The Supreme Court has absolved a doctor from Maharashtra of the charge of medical negligence after 20 years of an incident in which a road accident victim succumbed to injuries at a hospital. The apex court relied on its earlier verdict to say that in cases where negligence is alleged against professionals like doctors the court should be careful before instituting criminal proceedings.
The court said it has been held that “it is not possible for any doctor to assure or guarantee that the result of treatment would invariably be positive and the only assurance which a professional can give is that he is professionally competent, has requisite skill and has undertaken the task entrusted to him with reasonable care”.
Referring to the earlier judgement, a bench of Justices M B Lokur and Deepak Gupta set aside the order of Nagpur bench of Bombay High Court by which criminal proceedings have initiated against the doctor who was a surgeon on call at a hospital where the victim was admitted.
“Applying the law laid down in a case, we are of the view that this is not a case where the appellant should face trial especially when 20 years have already elapsed,” it said. The doctor on August 29, 1997, when called to the Irvin Hospital, Amravati to attend a victim, examined him and made a note that a physician be called after finding the patient suffering from abdominial pain.
The main allegation against the surgeon was that she did not wait for the physician to arrive especially when the patient was suffering from Haemophilia, a condition that affects the blood’s ability to clot. As a result the victim died the very next day and the physician she had called never turned up. A complaint was subsequently lodged in the police station, wherein it was alleged by the brother of the deceased that the patient died as a result of negligence of the three doctors of hospital.
In a separate departmental inquiry, three doctors were held negligent in performing their duties and one was debarred annual increment as penalty; the surgeon was permanently prohibited from entering Irvin Hospital, Amravati, and third doctor was transferred. The surgeon then filed a plea for quashing of charge against her, but her petition was rejected by the High Court on the ground that the question whether inaction in her part in leaving the deceased at about 11 PM and not waiting for the physician to turn up, amounted to rash and negligent act on her behalf, would be decided during trial.
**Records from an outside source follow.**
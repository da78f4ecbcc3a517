use thiserror::Error;

use crate::{
    config::Config,
    git::RepositoryPath,
    providers::{Provider, ProviderError},
};

#[derive(Debug, Error)]
pub enum RegistrationError {
    #[error("a public URL is required to register the webhook")]
    MissingPublicUrl,
    #[error("set GIT_OWNER and GIT_REPO, or GIT_REPO_URL, to register the webhook")]
    MissingRepository,
    #[error("webhook registration failed: {0}")]
    Provider(#[from] ProviderError),
}

/// Register `{public_url}/webhook` on the provider unless it already exists.
pub async fn register_webhook(
    config: &Config,
    provider: &dyn Provider,
    repository: Option<RepositoryPath>,
) -> Result<(), RegistrationError> {
    let url = config
        .webhook_url()
        .ok_or(RegistrationError::MissingPublicUrl)?;
    let repository = repository
        .or_else(|| config.webhook_repository())
        .ok_or(RegistrationError::MissingRepository)?;

    tracing::info!(repository = %repository.full_name(), url = %url, "registering webhook");
    provider
        .ensure_webhook(
            repository.owner(),
            repository.name(),
            &url,
            config.webhook_secret(),
        )
        .await?;

    Ok(())
}

/// Best-effort registration at server startup.
///
/// Does nothing without a public URL. Failures are logged and never stop the
/// server.
pub async fn register_webhook_on_startup(config: &Config, provider: &dyn Provider) {
    if config.webhook_url().is_none() {
        return;
    }

    if let Err(e) = register_webhook(config, provider, None).await {
        tracing::warn!(error = %e, "webhook not registered, serving anyway");
    }
}
use std::collections::BTreeSet;

use serde::{Deserialize, Serialize};

/// File list entry standing for "every file of the repository".
pub const RESYNC_MARKER: &str = ".";

/// A repository update, normalized across Git hosts.
#[derive(Debug, Clone, PartialEq, Eq, Serialize)]
pub struct PushEvent {
    /// May contain `/` for nested namespaces.
    pub owner: String,
    pub repo: String,
    #[serde(rename = "ref")]
    pub reference: String,
    /// Commit-ish the files are read at.
    pub after: String,
    /// Added and modified files. Removed files never appear here.
    pub modified_files: BTreeSet<String>,
}

impl PushEvent {
    /// Build an event asking for every manifest of the repository.
    pub fn resync<T: Into<String>>(owner: T, repo: T, reference: T, after: T) -> Self {
        Self {
            owner: owner.into(),
            repo: repo.into(),
            reference: reference.into(),
            after: after.into(),
            modified_files: BTreeSet::from([RESYNC_MARKER.to_string()]),
        }
    }

    pub fn requests_resync(&self) -> bool {
        self.modified_files.contains(RESYNC_MARKER)
    }
}

/// File changes carried by one commit of a push payload.
///
/// GitHub, GitLab and Gitea share this shape.
#[derive(Debug, Default, Deserialize)]
pub struct CommitChanges {
    #[serde(default)]
    pub added: Vec<String>,
    #[serde(default)]
    pub removed: Vec<String>,
    #[serde(default)]
    pub modified: Vec<String>,
}

/// Union of added and modified files across `commits`.
pub fn collect_modified_files<'a, I>(commits: I) -> BTreeSet<String>
where
    I: IntoIterator<Item = &'a CommitChanges>,
{
    commits
        .into_iter()
        .flat_map(|c| c.added.iter().chain(c.modified.iter()))
        .cloned()
        .collect()
}
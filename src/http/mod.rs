use std::time::Duration;

use axum::{
    extract::Extension,
    http::{header, HeaderValue},
    response::{IntoResponse, Response},
    routing::{get, post},
    Json, Router,
};
use serde_json::{json, Value};
use tokio::sync::oneshot;
use tower::ServiceBuilder;
use tower_http::{trace::TraceLayer, ServiceBuilderExt};

use crate::{
    config::{Config, ServerConfig},
    error::{ErrorCode, ErrorCodeDetail},
    server_info::ServerInfo,
    service::ServiceHandler,
    webhook,
};

const SHUTDOWN_GRACE_PERIOD: Duration = Duration::from_secs(10);

impl IntoResponse for ErrorCode {
    fn into_response(self) -> Response {
        let details: ErrorCodeDetail = (&self).into();
        (details.status_code(), Json(details)).into_response()
    }
}

#[tracing::instrument(skip_all)]
async fn root(Extension(services): Extension<ServiceHandler>) -> Json<ServerInfo> {
    Json(ServerInfo::new(services.provider().kind().to_string()))
}

async fn health() -> Json<Value> {
    Json(json!({ "status": "ok" }))
}

async fn ready() -> Json<Value> {
    Json(json!({ "status": "ready" }))
}

#[tracing::instrument(skip_all)]
pub async fn start_server(
    server_config: ServerConfig,
    config: Config,
    services: ServiceHandler,
) -> color_eyre::Result<()> {
    let addr = server_config.socket_addr()?;

    let app = prepare_router(config, services).await;
    let (shutdown_tx, shutdown_rx) = oneshot::channel::<()>();
    let server = axum::Server::try_bind(&addr)?
        .serve(app.into_make_service())
        .with_graceful_shutdown(async move {
            shutdown_rx.await.ok();
        });

    tracing::info!("listening on {}", addr);
    let mut handle = tokio::spawn(server);

    tokio::select! {
        result = &mut handle => {
            result??;
            return Ok(());
        }
        _ = shutdown_signal() => {}
    }

    tracing::info!("shutdown requested, draining in-flight requests");
    shutdown_tx.send(()).ok();

    match tokio::time::timeout(SHUTDOWN_GRACE_PERIOD, handle).await {
        Ok(result) => result??,
        Err(_) => tracing::warn!(
            grace_period = ?SHUTDOWN_GRACE_PERIOD,
            "in-flight requests still running, exiting anyway"
        ),
    }

    Ok(())
}

async fn shutdown_signal() {
    let ctrl_c = async {
        if let Err(e) = tokio::signal::ctrl_c().await {
            tracing::error!(error = %e, "cannot listen for ctrl-c");
            std::future::pending::<()>().await;
        }
    };

    #[cfg(unix)]
    let terminate = async {
        use tokio::signal::unix::{signal, SignalKind};

        match signal(SignalKind::terminate()) {
            Ok(mut stream) => {
                stream.recv().await;
            }
            Err(e) => {
                tracing::error!(error = %e, "cannot listen for SIGTERM");
                std::future::pending::<()>().await;
            }
        }
    };

    #[cfg(not(unix))]
    let terminate = std::future::pending::<()>();

    tokio::select! {
        _ = ctrl_c => {},
        _ = terminate => {},
    }
}

/// Register the webhook when a public URL is set, then build the router.
///
/// Registration failures never prevent serving.
pub async fn prepare_router(config: Config, services: ServiceHandler) -> Router {
    webhook::register_webhook_on_startup(&config, services.provider()).await;
    build_http_router(config, services)
}

pub fn build_http_router(config: Config, services: ServiceHandler) -> Router {
    let middleware = ServiceBuilder::new()
        .layer(TraceLayer::new_for_http())
        .insert_response_header_if_not_present(
            header::CONTENT_TYPE,
            HeaderValue::from_static("application/json"),
        );

    Router::new()
        .route("/", get(root))
        .route("/health", get(health))
        .route("/ready", get(ready))
        .route("/webhook", post(webhook::webhook))
        .layer(middleware.into_inner())
        .layer(Extension(config))
        .layer(Extension(services))
}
The apex court, while allowing the appeal, said the only allegation against the appellant (surgeon) is that she left the patient but being a surgeon on call, she came to the hospital when she was called and examined the patient. “As per her judgment, she could find no evidence of bleeding or injury and, therefore, she had noted that a physician be called. Thereafter, she left the hospital at about 11 PM. True it is that she did not wait for physician to come, but it can be assumed that she would have expected that the physician would come soon,” the bench said.
“This may be an error in judgment but is definitely not a rash and negligent act contemplated under section 304-A of IPC. It is nobody’s case that she was called again by the nursing staff on duty. If the condition of the patient had worsened between 11 PM and 5 AM, the next morning, the nursing staff could have again called for the appellant, but they did not do so,” it said. The bench said, “In the facts and circumstance of this case, it cannot be said that the appellant is guilty of criminal negligence. At best it is an error of judgment”.